No. of Comparators in a Flash ADC.

Thread Starter

Denny1234

Joined Feb 17, 2008
27
Hi, im researching flash ADC's for school presentation, via this website's link on the subject - however the following statement confuses me...

"Unfortunately, it is the most component-intensive for any given number of output bits. This three-bit flash ADC requires eight comparators. A four-bit version would require 16 comparators. With each additional output bit, the number of required comparators doubles. Considering that eight bits is generally considered the minimum necessary for any practical ADC (256 comparators needed!), the flash methodology quickly shows its weakness. "

http://www.allaboutcircuits.com/vol_4/chpt_13/4.html

I thought that 2n-1 comparators were needed, so shouldnt a 4 bit require 15 comparators (not 16) and a 8 bit - 255 comparators? - and a 3 bit should require 7?

Thanks for any help.
 

Ron H

Joined Apr 14, 2005
7,063
Hi, im researching flash ADC's for school presentation, via this website's link on the subject - however the following statement confuses me...

"Unfortunately, it is the most component-intensive for any given number of output bits. This three-bit flash ADC requires eight comparators. A four-bit version would require 16 comparators. With each additional output bit, the number of required comparators doubles. Considering that eight bits is generally considered the minimum necessary for any practical ADC (256 comparators needed!), the flash methodology quickly shows its weakness. "

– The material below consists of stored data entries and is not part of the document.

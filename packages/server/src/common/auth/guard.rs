use sqlx::PgPool;

use super::{Action, AuthError, Resource};
use crate::common::UserId;

/// Entry point for authorization checks
///
/// Usage:
/// ```rust,ignore
/// Actor::new(identity.user_id)
///     .mutates(Resource::Team(team_id))
///     .check(&pool)
///     .await?;
/// ```
pub struct Actor {
    user_id: UserId,
}

impl Actor {
    /// Create a new actor for authorization checks. The `user_id` comes from
    /// a verified session - anonymous requests never reach this point.
    pub fn new(user_id: UserId) -> Self {
        Self { user_id }
    }

    /// The actor wants to read the resource (or list its children).
    pub fn reads(self, resource: Resource) -> AccessCheck {
        AccessCheck {
            user_id: self.user_id,
            resource,
            action: Action::Read,
        }
    }

    /// The actor wants to create under, update, or delete the resource.
    pub fn mutates(self, resource: Resource) -> AccessCheck {
        AccessCheck {
            user_id: self.user_id,
            resource,
            action: Action::Mutate,
        }
    }
}

/// A pending authorization decision.
pub struct AccessCheck {
    user_id: UserId,
    resource: Resource,
    action: Action,
}

impl AccessCheck {
    /// Perform the check against the database.
    ///
    /// # Errors
    ///
    /// `AuthError::NotFound` on denial or missing record (indistinguishable
    /// on purpose), `AuthError::Database` if the query itself fails.
    pub async fn check(self, pool: &PgPool) -> Result<(), AuthError> {
        let allowed = match self.resource {
            // Agents are owned outright; both read and mutate require the
            // owner. Message access funnels through this arm.
            Resource::Agent(agent_id) => {
                sqlx::query_scalar::<_, i32>(
                    "SELECT 1 FROM agents WHERE id = $1 AND user_id = $2",
                )
                .bind(agent_id)
                .bind(self.user_id)
                .fetch_optional(pool)
                .await?
                .is_some()
            }

            // Workspace-scoped listing is open to any authenticated actor;
            // there is no mutate form of this scope.
            Resource::WorkspaceAgents(_) => self.action == Action::Read,

            // Teams: the creator has full access, members get read access.
            Resource::Team(team_id) => match self.action {
                Action::Read => {
                    sqlx::query_scalar::<_, i32>(
                        "SELECT 1 FROM teams t
                         WHERE t.id = $1
                           AND (t.created_by = $2
                                OR EXISTS (SELECT 1 FROM team_members m
                                           WHERE m.team_id = t.id AND m.user_id = $2))",
                    )
                    .bind(team_id)
                    .bind(self.user_id)
                    .fetch_optional(pool)
                    .await?
                    .is_some()
                }
                Action::Mutate => {
                    sqlx::query_scalar::<_, i32>(
                        "SELECT 1 FROM teams WHERE id = $1 AND created_by = $2",
                    )
                    .bind(team_id)
                    .bind(self.user_id)
                    .fetch_optional(pool)
                    .await?
                    .is_some()
                }
            },
        };

        if allowed {
            tracing::debug!(user_id = %self.user_id, resource = ?self.resource,
                action = ?self.action, "access granted");
            Ok(())
        } else {
            tracing::debug!(user_id = %self.user_id, resource = ?self.resource,
                action = ?self.action, "access denied");
            Err(AuthError::NotFound)
        }
    }
}
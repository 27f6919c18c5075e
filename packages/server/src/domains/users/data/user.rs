use serde::{Deserialize, Serialize};

use crate::domains::users::models::User;

/// API-facing representation of a user. Notably absent: the password hash.
#[derive(Debug, Clone, Serialize, Deserialize)]
pub struct UserData {
    pub id: String,
    pub email: String,
    pub name: String,
    pub avatar_url: Option<String>,
    pub created_at: String,
}

impl From<User> for UserData {
    fn from(user: User) -> Self {
        Self {
            id: user.id.to_string(),
            email: user.email,
            name: user.name,
            avatar_url: user.avatar_url,
            created_at: user.created_at.to_rfc3339(),
        }
    }
}
/// Authorization module for the Luna backend.
///
/// Provides a fluent API for ownership checks in action code:
///
/// ```rust,ignore
/// use luna_core::common::{Actor, Resource};
///
/// // Before touching an agent's messages:
/// Actor::new(identity.user_id)
///     .reads(Resource::Agent(agent_id))
///     .check(pool)
///     .await?;
/// ```
///
/// Checks either pass or fail with `AuthError::NotFound`; the caller can
/// never learn whether a denied resource exists. Simple by-id CRUD does not
/// go through this module - there, ownership lives in the SQL filter itself
/// (`WHERE id = $1 AND user_id = $2`), which yields the same NotFound
/// conflation in a single query.
mod errors;
mod guard;
mod resource;

pub use errors::AuthError;
pub use guard::{AccessCheck, Actor};
pub use resource::{Action, Resource};

use crate::common::UserId;

/// The resolved identity of the current request: a verified session maps to
/// exactly one of these, everything else is anonymous. Always passed
/// explicitly into actions and guard checks, never held in ambient state.
#[derive(Clone, Copy, Debug, PartialEq, Eq)]
pub struct Identity {
    pub user_id: UserId,
}

impl Identity {
    pub fn new(user_id: UserId) -> Self {
        Self { user_id }
    }
}
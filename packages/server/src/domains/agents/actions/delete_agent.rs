use sqlx::PgPool;
use tracing::info;

use crate::common::{AgentId, ApiError, Identity};
use crate::domains::agents::models::Agent;

/// Delete an owned agent and, through the schema, its message log.
pub async fn delete_agent(
    identity: &Identity,
    id: AgentId,
    pool: &PgPool,
) -> Result<(), ApiError> {
    Agent::delete_owned(id, identity.user_id, pool)
        .await?
        .ok_or(ApiError::NotFound)?;

    info!(agent_id = %id, user_id = %identity.user_id, "agent deleted");
    Ok(())
}
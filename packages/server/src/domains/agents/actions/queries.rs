use sqlx::PgPool;

use crate::common::{Actor, AgentId, ApiError, Identity, Resource, WorkspaceId};
use crate::domains::agents::models::Agent;
use crate::domains::agents::AgentData;

/// Fetch one owned agent by id.
pub async fn get_agent(
    identity: &Identity,
    id: AgentId,
    pool: &PgPool,
) -> Result<AgentData, ApiError> {
    let agent = Agent::find_owned(id, identity.user_id, pool)
        .await?
        .ok_or(ApiError::NotFound)?;

    Ok(AgentData::from(agent))
}

/// List agents, newest first.
///
/// Without a filter this is the caller's own agents. With `workspace_id`,
/// the listing is scoped to that workspace and open to any authenticated
/// caller - the workspace id itself is the trust boundary here.
pub async fn list_agents(
    identity: &Identity,
    workspace_id: Option<WorkspaceId>,
    pool: &PgPool,
) -> Result<Vec<AgentData>, ApiError> {
    let agents = match workspace_id {
        Some(workspace_id) => {
            Actor::new(identity.user_id)
                .reads(Resource::WorkspaceAgents(workspace_id))
                .check(pool)
                .await?;

            Agent::find_by_workspace(workspace_id, pool).await?
        }
        None => Agent::find_by_owner(identity.user_id, pool).await?,
    };

    Ok(agents.into_iter().map(AgentData::from).collect())
}
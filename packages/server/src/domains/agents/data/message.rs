use serde::{Deserialize, Serialize};

use crate::domains::agents::models::Message;

#[derive(Debug, Clone, Serialize, Deserialize)]
pub struct MessageData {
    pub id: String,
    pub agent_id: String,
    /// Role: user, assistant, system
    pub role: String,
    pub content: String,
    pub tool_calls: Option<serde_json::Value>,
    pub created_at: String,
}

impl From<Message> for MessageData {
    fn from(m: Message) -> Self {
        Self {
            id: m.id.to_string(),
            agent_id: m.agent_id.to_string(),
            role: m.role,
            content: m.content,
            tool_calls: m.tool_calls,
            created_at: m.created_at.to_rfc3339(),
        }
    }
}
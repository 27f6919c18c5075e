use std::collections::HashSet;

use sqlx::PgPool;

use crate::common::{Actor, ApiError, Identity, Resource, TeamId};
use crate::domains::teams::models::Team;
use crate::domains::teams::TeamData;

/// Fetch one team the caller can see (creator or member).
pub async fn get_team(
    identity: &Identity,
    id: TeamId,
    pool: &PgPool,
) -> Result<TeamData, ApiError> {
    Actor::new(identity.user_id)
        .reads(Resource::Team(id))
        .check(pool)
        .await?;

    let team = Team::find_by_id(id, pool).await?.ok_or(ApiError::NotFound)?;

    Ok(TeamData::from(team))
}

/// Every team visible to the caller: teams they created, plus teams they
/// hold a membership in.
///
/// The two queries are independent and run concurrently; the merge does not
/// care which finishes first. Created teams sort ahead of member-only teams,
/// and a team the caller both created and belongs to (the normal case, since
/// creation writes an admin membership) appears exactly once.
pub async fn visible_teams(identity: &Identity, pool: &PgPool) -> Result<Vec<TeamData>, ApiError> {
    let (created, member_of) = tokio::try_join!(
        Team::find_by_creator(identity.user_id, pool),
        Team::find_by_membership(identity.user_id, pool),
    )?;

    let mut seen: HashSet<TeamId> = HashSet::new();
    let mut teams = Vec::with_capacity(created.len() + member_of.len());

    for team in created.into_iter().chain(member_of) {
        if seen.insert(team.id) {
            teams.push(TeamData::from(team));
        }
    }

    Ok(teams)
}
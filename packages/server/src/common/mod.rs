// Common types and utilities shared across the application

pub mod auth;
pub mod entity_ids;
pub mod error;
pub mod id;

pub use auth::{Actor, AuthError, Identity, Resource};
pub use entity_ids::*;
pub use error::ApiError;
pub use id::Id;
use serde::Deserialize;
use sqlx::PgPool;
use tracing::info;

use crate::common::{ApiError, Identity, WorkspaceId};
use crate::domains::agents::models::Agent;
use crate::domains::agents::AgentData;

fn empty_object() -> serde_json::Value {
    serde_json::json!({})
}

#[derive(Debug, Deserialize)]
pub struct CreateAgentInput {
    #[serde(default)]
    pub name: String,
    pub workspace_id: Option<WorkspaceId>,
    #[serde(default = "empty_object")]
    pub persona: serde_json::Value,
    #[serde(default = "empty_object")]
    pub config: serde_json::Value,
}

/// Create an agent owned by the caller.
///
/// Name validation happens before any persistence call.
pub async fn create_agent(
    identity: &Identity,
    input: CreateAgentInput,
    pool: &PgPool,
) -> Result<AgentData, ApiError> {
    if input.name.trim().is_empty() {
        return Err(ApiError::validation("name is required"));
    }

    let agent = Agent::create(
        identity.user_id,
        input.workspace_id,
        input.name,
        input.persona,
        input.config,
        pool,
    )
    .await?;

    info!(agent_id = %agent.id, user_id = %identity.user_id, "agent created");

    Ok(AgentData::from(agent))
}
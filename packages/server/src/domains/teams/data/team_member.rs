use serde::{Deserialize, Serialize};

use crate::domains::teams::models::TeamMember;

#[derive(Debug, Clone, Serialize, Deserialize)]
pub struct TeamMemberData {
    pub id: String,
    pub team_id: String,
    pub user_id: String,
    /// Role: admin, member
    pub role: String,
    pub created_at: String,
}

impl From<TeamMember> for TeamMemberData {
    fn from(m: TeamMember) -> Self {
        Self {
            id: m.id.to_string(),
            team_id: m.team_id.to_string(),
            user_id: m.user_id.to_string(),
            role: m.role,
            created_at: m.created_at.to_rfc3339(),
        }
    }
}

http://www.allaboutcircuits.com/vol_4/chpt_13/4.html

I thought that 2n-1 comparators were needed, so shouldnt a 4 bit require 15 comparators (not 16) and a 8 bit - 255 comparators? - and a 3 bit should require 7?

Thanks for any help.
You are correct.
 

Thread Starter

Denny1234

Joined Feb 17, 2008
27
Thanks for your help.

Just could I ask about one thing I cant quite understand?

The following statement..

Comparators -
"They are designed for low voltage offset, such that the input offset of each comparator is smaller than a LSB of the ADC. Otherwise, the comparator's offset could falsely trip the comparator, resulting in a digital output code not representative of a thermometer code

When it says smaller than a LSB of the ADC - is that refering to the voltage formed by each potential divider (of the analouge imput Voltage) that is to be 'compared' to Vref?
 

Ron H

Joined Apr 14, 2005
7,063
Thanks for your help.

Just could I ask about one thing I cant quite understand?

The following statement..

Comparators -
"They are designed for low voltage offset, such that the input offset of each comparator is smaller than a LSB of the ADC. Otherwise, the comparator's offset could falsely trip the comparator, resulting in a digital output code not representative of a thermometer code

When it says smaller than a LSB of the ADC - is that refering to the voltage formed by each potential divider (of the analouge imput Voltage) that is to be 'compared' to Vref?
Yes, the voltage represented by an LSB change is equal the the voltage across any single resistor in the reference divider chain, providing that all resistors are of equal value.
Note that Vref is applied to the divider chain, not Vin.